Second, Western customers tend to be concerned about the idea that robots could replace human employees, for example, it made me sad to think how computers can substitute people. (ID1332). We did not find similar comments in the Chinese dataset.
Third, some Chinese customers expressed discontent when the service robot was not available; in contrast, some Western customers disliked being served by machines due to their impersonal nature and lack of flexibility. I was told a robot could deliver for me. (Seriously? I like people.
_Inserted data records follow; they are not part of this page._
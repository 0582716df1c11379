use crate::domain::model::{HealthStatus, HistoryEntry, Product, RecommendationResponse};
use chrono::{DateTime, NaiveDateTime};
use serde_json::Value;
use std::collections::HashMap;
use std::fmt::Write;

pub const TITLE: &str = "🛍️  AI Product Recommendation System";
pub const TAGLINE: &str = "Find the perfect products using AI-powered recommendations";
pub const FOOTER: &str = "Powered by AI recommendations | Built with Rust";

pub const EXAMPLE_QUERIES: [&str; 5] = [
    "I want a phone under $500",
    "Show me premium headphones",
    "I need a laptop for work",
    "Looking for running shoes",
    "Kitchen appliances under $400",
];

const MAX_SPECIFICATIONS: usize = 3;
const RULE: &str = "────────────────────────────────────────────────────────────";

/// Groups products by category. Categories keep the order they first appear in,
/// products keep their order within a category.
pub fn group_by_category(products: &[Product]) -> Vec<(&str, Vec<&Product>)> {
    let mut positions: HashMap<&str, usize> = HashMap::new();
    let mut groups: Vec<(&str, Vec<&Product>)> = Vec::new();

    for product in products {
        let category = product.category.as_str();
        match positions.get(category) {
            Some(&index) => groups[index].1.push(product),
            None => {
                positions.insert(category, groups.len());
                groups.push((category, vec![product]));
            }
        }
    }

    groups
}

/// US-dollar formatting with thousands separators, e.g. `$1,299.99`.
pub fn format_price(price: f64) -> String {
    let total_cents = (price.abs() * 100.0).round() as u64;
    let dollars = (total_cents / 100).to_string();
    let cents = total_cents % 100;

    let mut grouped = String::with_capacity(dollars.len() + dollars.len() / 3);
    for (i, digit) in dollars.chars().enumerate() {
        if i > 0 && (dollars.len() - i) % 3 == 0 {
            grouped.push(',');
        }
        grouped.push(digit);
    }

    let sign = if price < 0.0 && total_cents > 0 { "-" } else { "" };
    format!("{}${}.{:02}", sign, grouped, cents)
}

pub fn star_rating(rating: f64) -> String {
    if !rating.is_finite() || rating <= 0.0 {
        return "☆".repeat(5);
    }

    let full = rating.floor() as usize;
    let half = rating.fract() != 0.0;
    let empty = 5usize.saturating_sub(rating.ceil() as usize);

    let mut stars = "★".repeat(full);
    if half {
        stars.push('½');
    }
    stars.push_str(&"☆".repeat(empty));
    stars
}

fn spec_value(value: &Value) -> String {
    match value {
        Value::String(s) => s.clone(),
        other => other.to_string(),
    }
}

/// One product. `reasoning` is the recommendation view's justification text;
/// the relevance badge only shows for a non-zero score.
pub fn product_card(product: &Product, reasoning: Option<&str>, relevance_score: Option<f64>) -> String {
    let mut out = String::new();

    if let Some(score) = relevance_score.filter(|s| *s != 0.0 && !s.is_nan()) {
        let _ = writeln!(out, "  [{}% match]", (score * 100.0).round() as i64);
    }

    let _ = writeln!(out, "  {}  ({})", product.name, product.category);
    if !product.description.is_empty() {
        let _ = writeln!(out, "    {}", product.description);
    }
    let _ = writeln!(
        out,
        "    {} | {} ({}) | {}",
        product.brand,
        star_rating(product.rating),
        product.rating,
        format_price(product.price)
    );
    match product.image_url.as_deref().filter(|url| !url.is_empty()) {
        Some(url) => {
            let _ = writeln!(out, "    Image: {}", url);
        }
        None => {
            let _ = writeln!(out, "    Image: [{}]", product.name);
        }
    }

    if !product.specifications.is_empty() {
        let _ = writeln!(out, "    Specifications:");
        for (key, value) in product.specifications.iter().take(MAX_SPECIFICATIONS) {
            let _ = writeln!(out, "      - {}: {}", key.replace('_', " "), spec_value(value));
        }
    }

    if let Some(reasoning) = reasoning.filter(|r| !r.is_empty()) {
        let _ = writeln!(out, "    🤖 Why this is recommended:");
        let _ = writeln!(out, "      {}", reasoning);
    }

    out
}

/// Catalog view. `None` means the backend sent something that is not a product list.
pub fn product_list(products: Option<&[Product]>, loading: bool) -> String {
    if loading {
        return "Loading products...\n".to_string();
    }

    let Some(products) = products else {
        return "Unable to load products (invalid data format)\n".to_string();
    };

    if products.is_empty() {
        return "No products available\n".to_string();
    }

    let mut out = String::new();
    for (category, items) in group_by_category(products) {
        let _ = writeln!(out, "== {} ==", category);
        for product in items {
            out.push_str(&product_card(product, None, None));
            out.push('\n');
        }
    }
    out
}

pub fn recommendation_display(response: Option<&RecommendationResponse>, search_query: &str) -> String {
    let Some(recs) = response.and_then(|r| r.recommendations.as_ref()) else {
        return "No recommendations available\n".to_string();
    };

    let mut out = String::new();
    let _ = writeln!(out, "🤖 AI Recommendations");
    let _ = writeln!(out, "For: \"{}\"", search_query);
    out.push('\n');

    if let Some(summary) = response
        .and_then(|r| r.summary.as_deref())
        .filter(|s| !s.is_empty())
    {
        let _ = writeln!(out, "🧠 AI Analysis:");
        let _ = writeln!(out, "{}", summary);
        out.push('\n');
    }

    if recs.is_empty() {
        let _ = writeln!(out, "No matching products found for your query.");
        out.push('\n');
    } else {
        for rec in recs {
            out.push_str(&product_card(
                &rec.product,
                Some(rec.reasoning.as_str()),
                rec.relevance_score,
            ));
            out.push('\n');
        }
    }

    let noun = if recs.len() == 1 {
        "recommendation"
    } else {
        "recommendations"
    };
    let _ = writeln!(
        out,
        "Found {} {} based on your search criteria",
        recs.len(),
        noun
    );
    out
}

pub fn search_hints(has_recommendations: bool, loading: bool) -> String {
    if loading {
        return "Searching...\n".to_string();
    }

    let mut out = String::new();
    if has_recommendations {
        let _ = writeln!(out, "Type a new query, or :clear to go back to all products.");
        return out;
    }

    let _ = writeln!(
        out,
        "Describe what you're looking for... (e.g., 'I want a phone under $500')"
    );
    let _ = writeln!(out, "Try these examples:");
    for (i, example) in EXAMPLE_QUERIES.iter().enumerate() {
        let _ = writeln!(out, "  :{}  {}", i + 1, example);
    }
    out
}

pub fn error_banner(message: &str) -> String {
    format!("⚠️  {}  (:dismiss to hide)\n", message)
}

pub fn header() -> String {
    format!("{}\n{}\n{}\n", TITLE, TAGLINE, RULE)
}

pub fn footer() -> String {
    format!("{}\n{}\n", RULE, FOOTER)
}

pub fn categories(categories: &[String]) -> String {
    if categories.is_empty() {
        return "No categories available\n".to_string();
    }
    let mut out = String::new();
    for category in categories {
        let _ = writeln!(out, "- {}", category);
    }
    out
}

fn format_timestamp(raw: &str) -> String {
    if let Ok(ts) = DateTime::parse_from_rfc3339(raw) {
        return ts.format("%Y-%m-%d %H:%M").to_string();
    }
    // SQLite CURRENT_TIMESTAMP style
    if let Ok(ts) = NaiveDateTime::parse_from_str(raw, "%Y-%m-%d %H:%M:%S") {
        return ts.format("%Y-%m-%d %H:%M").to_string();
    }
    raw.to_string()
}

pub fn history(entries: &[HistoryEntry]) -> String {
    if entries.is_empty() {
        return "No recommendation history yet\n".to_string();
    }

    let mut out = String::new();
    for entry in entries {
        let when = entry
            .created_at
            .as_deref()
            .map(format_timestamp)
            .unwrap_or_else(|| "-".to_string());
        let _ = write!(out, "{:<16}  \"{}\"", when, entry.query);
        if let Some(category) = entry.category.as_deref().filter(|c| !c.is_empty()) {
            let _ = write!(out, "  [{}]", category);
        }
        out.push('\n');
    }
    out
}

pub fn health(status: &HealthStatus) -> String {
    let mut out = String::new();
    let _ = writeln!(out, "Backend status: {}", status.status);
    for (key, value) in &status.details {
        let _ = writeln!(out, "  {}: {}", key, spec_value(value));
    }
    out
}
Real people.) (ID718) Technology was cool e.g. robots but felt a little impersonal/functional and frustrating at times. (ID1052)
Discussion and Conclusion
This study utilizes a hybrid machine-human intelligence approach that integrates machine learning, critical manual analysis, and qualitative analysis (thematic analysis) to understand customer emotional experience with hotel service robots. The study has important methodological, theoretical, and managerial implications.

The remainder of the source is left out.